WORK TO BE COMPLETED =
A complete answer includes every line below with the word "center".

= Beginning of Section =

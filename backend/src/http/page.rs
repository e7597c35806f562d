//! HTML presentation shell.
//!
//! The page carries the title, the site selector, the map iframe, the summary
//! line and two chart containers. Its initial state is embedded as JSON; on
//! each selector change the script calls the session's selection endpoint and
//! redraws the summary and both charts. The map iframe is never reloaded.

use crate::api::ViewUpdate;
use crate::error::{DashboardError, DashboardResult};
use crate::services::{Dashboard, DashboardSession};

const PLOTLY_JS: &str = "https://cdn.plot.ly/plotly-2.35.2.min.js";

fn selector_options(dashboard: &Dashboard, selected: &str) -> String {
    dashboard
        .catalog()
        .names()
        .map(|name| {
            let value = html_escape::encode_double_quoted_attribute(name);
            let label = html_escape::encode_text(name);
            if name == selected {
                format!("<option value=\"{}\" selected>{}</option>", value, label)
            } else {
                format!("<option value=\"{}\">{}</option>", value, label)
            }
        })
        .collect::<Vec<_>>()
        .join("\n      ")
}

/// Render the dashboard page for a freshly opened session.
pub fn render_page(
    dashboard: &Dashboard,
    session_id: &str,
    session: &DashboardSession,
) -> DashboardResult<String> {
    let update = ViewUpdate::from(session.view());
    let initial = serde_json::json!({
        "session_id": session_id,
        "update": update,
    });
    let initial_json = serde_json::to_string(&initial)
        .map_err(|e| DashboardError::Configuration(format!("Failed to encode page state: {}", e)))?
        .replace("</", "<\\/");

    Ok(PAGE_TEMPLATE
        .replace("{{TITLE}}", &html_escape::encode_text(dashboard.title()))
        .replace("{{PLOTLY_JS}}", PLOTLY_JS)
        .replace("{{OPTIONS}}", &selector_options(dashboard, session.selected()))
        .replace("{{SUMMARY}}", &html_escape::encode_text(&update.summary_text))
        .replace("{{INITIAL_JSON}}", &initial_json))
}

const PAGE_TEMPLATE: &str = r#"<!DOCTYPE html>
<html>
<head>
<meta charset="utf-8">
<title>{{TITLE}}</title>
<script src="{{PLOTLY_JS}}"></script>
</head>
<body>
<h1 style="text-align: center">{{TITLE}}</h1>
<div style="margin: 20px">
  <label for="site-dropdown">Select Launch Site:</label>
  <select id="site-dropdown" style="width: 50%; margin: auto; display: block">
      {{OPTIONS}}
  </select>
</div>
<iframe id="map" src="/v1/map/document" style="width: 100%; height: 600px; border: 0"></iframe>
<div id="info-display" style="text-align: center; margin-top: 20px">{{SUMMARY}}</div>
<div id="selection-error" style="text-align: center; color: #b00020"></div>
<div id="launches-graph"></div>
<div id="success-rate-graph"></div>
<script>
const state = {{INITIAL_JSON}};
const dropdown = document.getElementById('site-dropdown');
const info = document.getElementById('info-display');
const errorBox = document.getElementById('selection-error');
let current = state.update.selected;

function apply(update) {
  info.textContent = update.summary_text;
  Plotly.react('launches-graph', update.launches_figure.data, update.launches_figure.layout);
  Plotly.react('success-rate-graph', update.success_rate_figure.data, update.success_rate_figure.layout);
  current = update.selected;
}

dropdown.addEventListener('change', async () => {
  const site = dropdown.value;
  try {
    const response = await fetch(`/v1/sessions/${state.session_id}/selection`, {
      method: 'PUT',
      headers: { 'Content-Type': 'application/json' },
      body: JSON.stringify({ site }),
    });
    const body = await response.json();
    if (response.ok) {
      errorBox.textContent = '';
      apply(body.update);
    } else {
      errorBox.textContent = body.message;
      dropdown.value = current;
    }
  } catch (err) {
    errorBox.textContent = `Could not update selection: ${err}`;
    dropdown.value = current;
  }
});

apply(state.update);
</script>
</body>
</html>
"#;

= End of Section =

RESULT OF THIS TASK =
<h1 style="text-align: center">{{TITLE}}</h1>
<div id="info-display" style="text-align: center; margin-top: 20px">{{SUMMARY}}</div>
<div id="selection-error" style="text-align: center; color: #b00020"></div>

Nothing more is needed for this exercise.